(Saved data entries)
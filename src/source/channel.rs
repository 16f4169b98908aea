//! Channel-based event source.
//!
//! Receives monitor events through an unbounded tokio channel whose sender
//! is handed to the monitor as its sink.

use tokio::sync::mpsc::{self, error::TryRecvError};

use super::EventSource;
use crate::events::MonitorEvent;

/// An event source fed by the monitor task.
///
/// # Example
///
/// ```
/// use clusterwatch::ChannelSource;
///
/// // The sender goes to the monitor, the source to the UI
/// let (tx, source) = ChannelSource::create("mongodb://db1,db2/?replicaSet=rs0");
/// ```
#[derive(Debug)]
pub struct ChannelSource {
    receiver: mpsc::UnboundedReceiver<MonitorEvent>,
    description: String,
    disconnected: bool,
}

impl ChannelSource {
    /// Wrap an existing receiver.
    ///
    /// `source_description` names where events come from and is shown in
    /// the status bar.
    pub fn new(receiver: mpsc::UnboundedReceiver<MonitorEvent>, source_description: &str) -> Self {
        Self {
            receiver,
            description: source_description.to_string(),
            disconnected: false,
        }
    }

    /// Create a channel pair. Returns (sender, source).
    pub fn create(source_description: &str) -> (mpsc::UnboundedSender<MonitorEvent>, Self) {
        let (tx, rx) = mpsc::unbounded_channel();
        (tx, Self::new(rx, source_description))
    }
}

impl EventSource for ChannelSource {
    fn poll(&mut self) -> Option<MonitorEvent> {
        match self.receiver.try_recv() {
            Ok(event) => Some(event),
            Err(TryRecvError::Empty) => None,
            Err(TryRecvError::Disconnected) => {
                self.disconnected = true;
                None
            }
        }
    }

    fn description(&self) -> &str {
        &self.description
    }

    fn error(&self) -> Option<&str> {
        self.disconnected.then_some("monitor stopped")
    }
}

#[cfg(test)]
mod tests {
    use super::*;
    use clusterwatch_adapters::AdapterError;

    #[test]
    fn test_channel_source_poll() {
        let (tx, mut source) = ChannelSource::create("test");
        assert!(source.poll().is_none());
        assert!(source.error().is_none());

        tx.send(MonitorEvent::StatsFailed(AdapterError::Timeout)).unwrap();
        tx.send(MonitorEvent::TopologyDiscovered { members: vec![] }).unwrap();

        assert_eq!(source.poll().map(|e| e.kind()), Some("stats_failed"));
        assert_eq!(source.poll().map(|e| e.kind()), Some("topology_discovered"));
        assert!(source.poll().is_none());
    }

    #[test]
    fn test_reports_disconnect_after_draining() {
        let (tx, mut source) = ChannelSource::create("test");
        tx.send(MonitorEvent::StatsFailed(AdapterError::Timeout)).unwrap();
        drop(tx);

        assert!(source.poll().is_some());
        assert!(source.error().is_none());
        assert!(source.poll().is_none());
        assert_eq!(source.error(), Some("monitor stopped"));
    }
}
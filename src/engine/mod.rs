//! Monitor engine: discovery, snapshots, diffing and the polling loop.
//!
//! Everything here is independent of how events are presented.

mod aggregate;
mod diff;
mod filter;
mod history;
mod monitor;
mod snapshot;
mod topology;

pub use aggregate::AggregateReporter;
pub use diff::diff;
pub use filter::{CollectionFilter, DEFAULT_INTERNAL_PREFIX, DEFAULT_OPLOG_NAME};
pub use history::SnapshotHistory;
pub use monitor::{Monitor, MonitorBuilder, MonitorHandle, TickReport, DEFAULT_POLL_INTERVAL};
pub use snapshot::SnapshotEngine;
pub use topology::{discover, Topology};
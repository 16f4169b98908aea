//! Application state and navigation logic.

use std::time::{Duration, Instant};

use clusterwatch_types::current_timestamp_ms;

use crate::data::{ActivityLog, ClusterView};
use crate::source::EventSource;
use crate::ui::Theme;

/// The current view/tab in the TUI.
#[derive(Debug, Clone, Copy, PartialEq, Eq)]
pub enum View {
    /// One row per member slot with status and trend.
    Members,
    /// Scrollable log of changes and failures.
    Activity,
}

impl View {
    /// Cycle to the next view.
    pub fn next(self) -> Self {
        match self {
            View::Members => View::Activity,
            View::Activity => View::Members,
        }
    }

    /// Returns the display label for this view.
    pub fn label(&self) -> &'static str {
        match self {
            View::Members => "Members",
            View::Activity => "Activity",
        }
    }
}

/// Main application state.
pub struct App {
    pub running: bool,
    pub current_view: View,
    pub show_help: bool,

    // Event source
    source: Box<dyn EventSource>,
    pub cluster: ClusterView,
    pub activity: ActivityLog,
    pub load_error: Option<String>,
    pub last_event: Option<Instant>,

    // Navigation state
    pub selected_slot: usize,
    /// Lines scrolled back from the newest activity entry.
    pub activity_scroll: usize,

    // UI
    pub theme: Theme,

    // Status message (temporary feedback)
    pub status_message: Option<(String, Instant)>,

    rediscover_requested: bool,
}

impl App {
    /// Create a new App reading events from `source`.
    pub fn new(source: Box<dyn EventSource>, theme: Theme) -> Self {
        Self {
            running: true,
            current_view: View::Members,
            show_help: false,
            source,
            cluster: ClusterView::new(),
            activity: ActivityLog::new(),
            load_error: None,
            last_event: None,
            selected_slot: 0,
            activity_scroll: 0,
            theme,
            status_message: None,
            rediscover_requested: false,
        }
    }

    /// Returns a description of the current event source.
    pub fn source_description(&self) -> &str {
        self.source.description()
    }

    /// Set a temporary status message that will be shown for a few seconds.
    pub fn set_status_message(&mut self, message: String) {
        self.status_message = Some((message, Instant::now()));
    }

    /// Get the current status message if it hasn't expired (3 seconds).
    pub fn get_status_message(&self) -> Option<&str> {
        match &self.status_message {
            Some((msg, time)) if time.elapsed() < Duration::from_secs(3) => Some(msg),
            _ => None,
        }
    }

    /// Drain every pending event from the source.
    ///
    /// Returns the number of events applied.
    pub fn poll_events(&mut self) -> usize {
        let mut applied = 0;
        while let Some(event) = self.source.poll() {
            let now = Instant::now();
            self.cluster.apply(&event, now);
            self.activity.record(&event, current_timestamp_ms());
            self.last_event = Some(now);
            applied += 1;
        }

        self.load_error = self.source.error().map(str::to_string);

        let max = self.cluster.slots.len().saturating_sub(1);
        self.selected_slot = self.selected_slot.min(max);
        if applied > 0 && self.activity_scroll > 0 {
            // Keep the same entries in view while new ones arrive
            self.activity_scroll = (self.activity_scroll + applied).min(self.activity.len());
        }
        applied
    }

    /// Switch to the next view.
    pub fn next_view(&mut self) {
        self.current_view = self.current_view.next();
    }

    /// Switch to a specific view.
    pub fn set_view(&mut self, view: View) {
        self.current_view = view;
    }

    /// Move selection down (Members) or towards newer entries (Activity).
    pub fn select_next(&mut self) {
        match self.current_view {
            View::Members => {
                let max = self.cluster.slots.len().saturating_sub(1);
                self.selected_slot = (self.selected_slot + 1).min(max);
            }
            View::Activity => {
                self.activity_scroll = self.activity_scroll.saturating_sub(1);
            }
        }
    }

    /// Move selection up (Members) or back through older entries (Activity).
    pub fn select_prev(&mut self) {
        match self.current_view {
            View::Members => {
                self.selected_slot = self.selected_slot.saturating_sub(1);
            }
            View::Activity => {
                let max = self.activity.len().saturating_sub(1);
                self.activity_scroll = (self.activity_scroll + 1).min(max);
            }
        }
    }

    /// Toggle the help overlay.
    pub fn toggle_help(&mut self) {
        self.show_help = !self.show_help;
    }

    /// Ask the running monitor to discover the topology again.
    pub fn request_rediscover(&mut self) {
        self.rediscover_requested = true;
        self.set_status_message("Rediscovering replica set topology...".to_string());
    }

    /// Returns whether a rediscovery was requested since the last call.
    pub fn take_rediscover_request(&mut self) -> bool {
        std::mem::take(&mut self.rediscover_requested)
    }

    /// Signal the application to quit.
    pub fn quit(&mut self) {
        self.running = false;
    }
}
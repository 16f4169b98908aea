//! Activity log view.

use ratatui::{
    layout::Rect,
    style::{Modifier, Style},
    text::{Line, Span},
    widgets::{Block, Borders, Paragraph},
    Frame,
};

use crate::app::App;
use crate::data::activity::format_clock;

/// Render the activity log, newest entry at the bottom.
pub fn render(frame: &mut Frame, app: &App, area: Rect) {
    let visible = area.height.saturating_sub(2) as usize;
    let total = app.activity.len();
    let end = total.saturating_sub(app.activity_scroll);
    let start = end.saturating_sub(visible);

    let lines: Vec<Line> = app
        .activity
        .iter()
        .skip(start)
        .take(end - start)
        .map(|entry| {
            Line::from(vec![
                Span::styled(
                    format!("{} ", format_clock(entry.timestamp_ms)),
                    Style::default().add_modifier(Modifier::DIM),
                ),
                Span::styled(entry.message.clone(), app.theme.activity_style(entry.level)),
            ])
        })
        .collect();

    let scroll_info = if app.activity_scroll > 0 {
        format!(" [-{}]", app.activity_scroll)
    } else {
        String::new()
    };
    let title = format!(" Activity ({}){} ", total, scroll_info);

    let block = Block::default()
        .title(title)
        .borders(Borders::ALL)
        .border_type(app.theme.border_type)
        .border_style(Style::default().fg(app.theme.border));

    frame.render_widget(Paragraph::new(lines).block(block), area);
}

--- Task to carry out ---
Retype the first line of the entries and every line after it, please, through the line that contains "use super::EventSource;". Add nothing.

--- Task response ---
filename src/source/channel.rs
repository 16f4169b98908aea
//! Channel-based event source.
//!
//! Receives monitor events through an unbounded tokio channel whose sender
//! is handed to the monitor as its sink.

use tokio::sync::mpsc::{self, error::TryRecvError};

use super::EventSource;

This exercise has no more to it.